Medline ® Abstract for Reference 11
of 'Decision analysis'
Monitored isoniazid prophylaxis for low-risk tuberculin reactors older than 35 years of age: a risk-benefit and cost-effectiveness analysis.
Salpeter SR, Sanders GD, Salpeter EE, Owens DK
Ann Intern Med. 1997;127(12):1051.
BACKGROUND: Isoniazid chemoprophylaxis effectively prevents the development of active infectious tuberculosis. Current guidelines recommend withholding this prophylaxis for low-risk tuberculin reactors older than 35 years of age because of the risk for fatal isoniazid-induced hepatitis. However, recent studies have shown that monitoring for hepatotoxicity can significantly reduce the risk for isoniazid-related death.
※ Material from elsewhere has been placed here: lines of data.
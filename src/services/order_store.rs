// Order store collaborator and an in-memory implementation

use crate::error::OrderStoreError;
use crate::models::{Order, OrderId, OrderStatus};
use std::collections::HashSet;
use std::fs;
use std::path::Path;

/// Read access to order snapshots owned by an external system
pub trait OrderStore: Send + Sync {
    /// Orders whose status is one of `statuses`, oldest first
    fn find_by_statuses(&self, statuses: &[OrderStatus]) -> Result<Vec<Order>, OrderStoreError>;

    /// Orders whose id is one of `ids`; unknown ids are skipped
    fn find_by_ids(&self, ids: &[OrderId]) -> Result<Vec<Order>, OrderStoreError>;
}

impl<S: OrderStore + ?Sized> OrderStore for Box<S> {
    fn find_by_statuses(&self, statuses: &[OrderStatus]) -> Result<Vec<Order>, OrderStoreError> {
        (**self).find_by_statuses(statuses)
    }

    fn find_by_ids(&self, ids: &[OrderId]) -> Result<Vec<Order>, OrderStoreError> {
        (**self).find_by_ids(ids)
    }
}

impl<S: OrderStore + ?Sized> OrderStore for &S {
    fn find_by_statuses(&self, statuses: &[OrderStatus]) -> Result<Vec<Order>, OrderStoreError> {
        (**self).find_by_statuses(statuses)
    }

    fn find_by_ids(&self, ids: &[OrderId]) -> Result<Vec<Order>, OrderStoreError> {
        (**self).find_by_ids(ids)
    }
}

/// Order store holding a fixed snapshot in memory
#[derive(Debug, Clone, Default, PartialEq)]
pub struct InMemoryOrderStore {
    orders: Vec<Order>,
}

impl InMemoryOrderStore {
    pub fn new(orders: Vec<Order>) -> Self {
        Self { orders }
    }

    /// Loads a JSON array of orders
    pub fn from_json_file<P: AsRef<Path>>(path: P) -> Result<Self, OrderStoreError> {
        let json_str = fs::read_to_string(path)?;
        let orders: Vec<Order> = serde_json::from_str(&json_str)?;
        Ok(Self::new(orders))
    }

    pub fn len(&self) -> usize {
        self.orders.len()
    }

    pub fn is_empty(&self) -> bool {
        self.orders.is_empty()
    }
}

impl OrderStore for InMemoryOrderStore {
    fn find_by_statuses(&self, statuses: &[OrderStatus]) -> Result<Vec<Order>, OrderStoreError> {
        let mut found: Vec<Order> = self
            .orders
            .iter()
            .filter(|o| statuses.contains(&o.status))
            .cloned()
            .collect();
        // Stable, so orders created at the same instant keep snapshot order
        found.sort_by_key(|o| o.created_at);
        Ok(found)
    }

    fn find_by_ids(&self, ids: &[OrderId]) -> Result<Vec<Order>, OrderStoreError> {
        let wanted: HashSet<&str> = ids.iter().map(String::as_str).collect();
        Ok(self
            .orders
            .iter()
            .filter(|o| wanted.contains(o.id.as_str()))
            .cloned()
            .collect())
    }
}

#[cfg(test)]
mod tests {
    use super::*;
    use chrono::{Duration, TimeZone, Utc};

    fn order(id: &str, status: OrderStatus, minute: i64) -> Order {
        Order {
            id: id.to_string(),
            restaurant_id: "r1".to_string(),
            customer_id: "c1".to_string(),
            total_price: 10.0,
            status,
            items: vec![],
            created_at: Utc.with_ymd_and_hms(2024, 5, 1, 12, 0, 0).unwrap()
                + Duration::minutes(minute),
            pickup_address: "kitchen".to_string(),
            delivery_address: "home".to_string(),
        }
    }

    fn create_test_store() -> InMemoryOrderStore {
        InMemoryOrderStore::new(vec![
            order("late", OrderStatus::Ready, 20),
            order("done", OrderStatus::Delivered, 0),
            order("early", OrderStatus::Pending, 5),
            order("cooking", OrderStatus::Preparing, 1),
        ])
    }

    #[test]
    fn test_find_by_statuses_sorted_by_creation() {
        let store = create_test_store();

        let found = store.find_by_statuses(&OrderStatus::BATCHABLE).unwrap();
        let ids: Vec<&str> = found.iter().map(|o| o.id.as_str()).collect();

        assert_eq!(ids, vec!["early", "late"]);
    }

    #[test]
    fn test_find_by_ids_skips_unknown() {
        let store = create_test_store();

        let found = store
            .find_by_ids(&["done".to_string(), "missing".to_string()])
            .unwrap();

        assert_eq!(found.len(), 1);
        assert_eq!(found[0].id, "done");
    }

    #[test]
    fn test_len_and_is_empty() {
        assert!(InMemoryOrderStore::default().is_empty());

        let store = create_test_store();
        assert!(!store.is_empty());
        assert_eq!(store.len(), 4);
    }

    #[test]
    fn test_missing_file_is_io_error() {
        let result = InMemoryOrderStore::from_json_file("does/not/exist.json");

        assert!(matches!(result, Err(OrderStoreError::Io(_))));
    }
}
OBJECTIVE: To evaluate the effectiveness and cost-effectiveness of monitored isoniazid prophylaxis for low-risk tuberculin reactors older than 35 years of age.
DESIGN: A Markov model was used to compare the health and economic outcomes of prescribing or withholding a course of prophylaxis for low-risk reactors 35, 50, or 70 years of age. Subsequent analyses evaluated costs and benefits when the effect of transmission of Mycobacterium tuberculosis to contacts was included.
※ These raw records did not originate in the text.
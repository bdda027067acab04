//! Runtime configuration read from environment variables.
//!
//! The binary loads a `.env` file with `dotenvy` before calling
//! [`AppConfig::from_env`].

use std::path::PathBuf;
use std::time::Duration;

use crate::error::{Error, Result};
use crate::infra::{gemini, nominatim};

#[derive(Debug, Clone, PartialEq)]
pub struct AppConfig {
    /// Required only for route advisories.
    pub gemini_api_key: Option<String>,
    pub gemini_model: String,
    pub gemini_base_url: String,
    /// Caller-side bound on the text-generation call.
    pub advisory_timeout: Duration,
    pub reports_path: PathBuf,
    pub user_id: Option<String>,
    pub geocoder_base_url: String,
    pub log_file_path: PathBuf,
}

impl AppConfig {
    pub fn from_env() -> Result<Self> {
        Self::from_lookup(|key| std::env::var(key).ok())
    }

    /// Builds the config from an arbitrary key lookup. Empty values count as
    /// unset.
    pub fn from_lookup<F>(lookup: F) -> Result<Self>
    where
        F: Fn(&str) -> Option<String>,
    {
        let get = |key: &str| lookup(key).filter(|v| !v.trim().is_empty());

        let advisory_timeout = match get("ADVISORY_TIMEOUT_SECS") {
            Some(raw) => {
                let secs: u64 = raw.trim().parse().map_err(|_| {
                    Error::Config(format!("ADVISORY_TIMEOUT_SECS must be a whole number of seconds, got '{raw}'"))
                })?;
                Duration::from_secs(secs)
            }
            None => Duration::from_secs(30),
        };

        Ok(Self {
            gemini_api_key: get("GEMINI_API_KEY"),
            gemini_model: get("GEMINI_MODEL").unwrap_or_else(|| gemini::DEFAULT_MODEL.to_string()),
            gemini_base_url: get("GEMINI_BASE_URL")
                .unwrap_or_else(|| gemini::DEFAULT_BASE_URL.to_string()),
            advisory_timeout,
            reports_path: get("REPORTS_PATH")
                .map(PathBuf::from)
                .unwrap_or_else(|| PathBuf::from("reports.json")),
            user_id: get("DELAY_USER_ID"),
            geocoder_base_url: get("GEOCODER_BASE_URL")
                .unwrap_or_else(|| nominatim::DEFAULT_BASE_URL.to_string()),
            log_file_path: get("LOG_FILE_PATH")
                .map(PathBuf::from)
                .unwrap_or_else(|| PathBuf::from("logs/delay_intel.log")),
        })
    }

    pub fn require_gemini_api_key(&self) -> Result<&str> {
        self.gemini_api_key
            .as_deref()
            .ok_or_else(|| Error::Config("GEMINI_API_KEY must be set".to_string()))
    }
}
MEASUREMENTS: Probability of survival at 1 year, number needed to treat, life expectancy, and cost per year of life gained for individual persons and total population.
RESULTS: Isoniazid prophylaxis increased the probability of survival at 1 year and for all subsequent years. For 35-year old, 50-year-old, and 70-year-old tuberculin reactors, life expectancy increased by 4.9 days, 4.7 days, and 3.1 days, respectively, and costs per person decreased by $101, $69, and $11, respectively. When the effect of secondary transmission to contacts was included, the gains in life expectancy per person receiving prophylaxis were 10.0 days for 35-year-old reactors, 9.0 days for 50-year-old reactors, and 6.0 days for 70-year-old reactors. Costs per person for these cohorts decreased by $259, $203, and $100, respectively. The magnitude of the benefit of isoniazid prophylaxis is moderately sensitive to the effect of isoniazid on quality of life. The hypothetical provision of isoniazid prophylaxis for all low-risk reactors older than 35 years of age in the U.S. population could prevent 35,176 deaths and save $2.11 billion.
CONCLUSIONS: Monitored isoniazid prophylaxis reduces mortality rates and health care costs for low-risk tuberculin reactors older than 35 years of age, although reductions for individual patients are small. For the U.S. population, however, the potential health benefits and economic savings resulting from wider use of monitored isoniazid prophylaxis are substantial. We should consider expanding current recommendations to include prophylaxis for tuberculin reactors of all ages with no contraindications.
Santa Clara Valley Medical Center, San Jose, California USA.